They looked at three power plant designs: a 1000 MW pressurized water reactor design, a 1000 MW boiling water reactor design and a 1000 MW coal-fired plant design.

They did not measure emissions from actual power plants.

They also used an assumed value for the radionuclide content of coal. As the radionuclide content of coal varies widely, one can manipulate emissions from coal-fired plants any way one wants.

The conclusion of the study was that the coal-fired plant design emitted slightly more radionuclides than the PWR design, but the BWR design emitted more radionuclides than the coal-fired plant.

This (flawed) study made its way into the mythology of nuclear power advocates in the late '70's and has been used unchallenged ever since.

(PS I am no big fan of coal)

The Clinton administration proposed its One Million Solar Roofs campaign back in the late 90's.

One million solar homes mounting 2-4 kW PV arrays would have a peak generating capacity of 2-4 GW - and would not gobble up land in the countryside.

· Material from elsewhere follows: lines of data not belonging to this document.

use plotcore::{Frame, Renderer, SegmentKind};
use tracing::{debug, trace};

/// Renderer that logs the pen path instead of painting it.
///
/// Keeps running totals so that a run can be summarised at the end. Lengths
/// are in normalized units.
#[derive(Debug, Default, Clone)]
pub struct TraceRenderer {
    drawn: f64,
    travelled: f64,
    homings: u32,
}
impl TraceRenderer {
    pub fn new() -> Self {
        Self::default()
    }

    /// Total length drawn with the pen down.
    pub fn drawn(&self) -> f64 {
        self.drawn
    }

    /// Total length moved with the pen up.
    pub fn travelled(&self) -> f64 {
        self.travelled
    }

    /// Number of times the canvas was cleared by homing.
    pub fn homings(&self) -> u32 {
        self.homings
    }
}

impl Renderer for TraceRenderer {
    fn present(&mut self, frame: &Frame) {
        if frame.just_homed {
            debug!("homed; clearing canvas");
            self.homings += 1;
        }
        if let Some(segment) = frame.segment {
            match segment.kind {
                SegmentKind::Draw => {
                    trace!("line to {}", segment.to);
                    self.drawn += segment.length();
                }
                SegmentKind::Travel => {
                    trace!("move to {}", segment.to);
                    self.travelled += segment.length();
                }
            }
        }
    }
}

The Gropenator has also proposed a million roof PV initiative for California...

yubanet.com/artman/publish/article_18556.shtml

Both Japan and Germany have highly successful residential roof-top PV programs.

www.cleanenergystates.org/ Innovative%20Practices%20Report/PV_in_Japan_Germany.pdf

Japan and Germany currently have 320 and 110 MW of installed PV capacity, respectively.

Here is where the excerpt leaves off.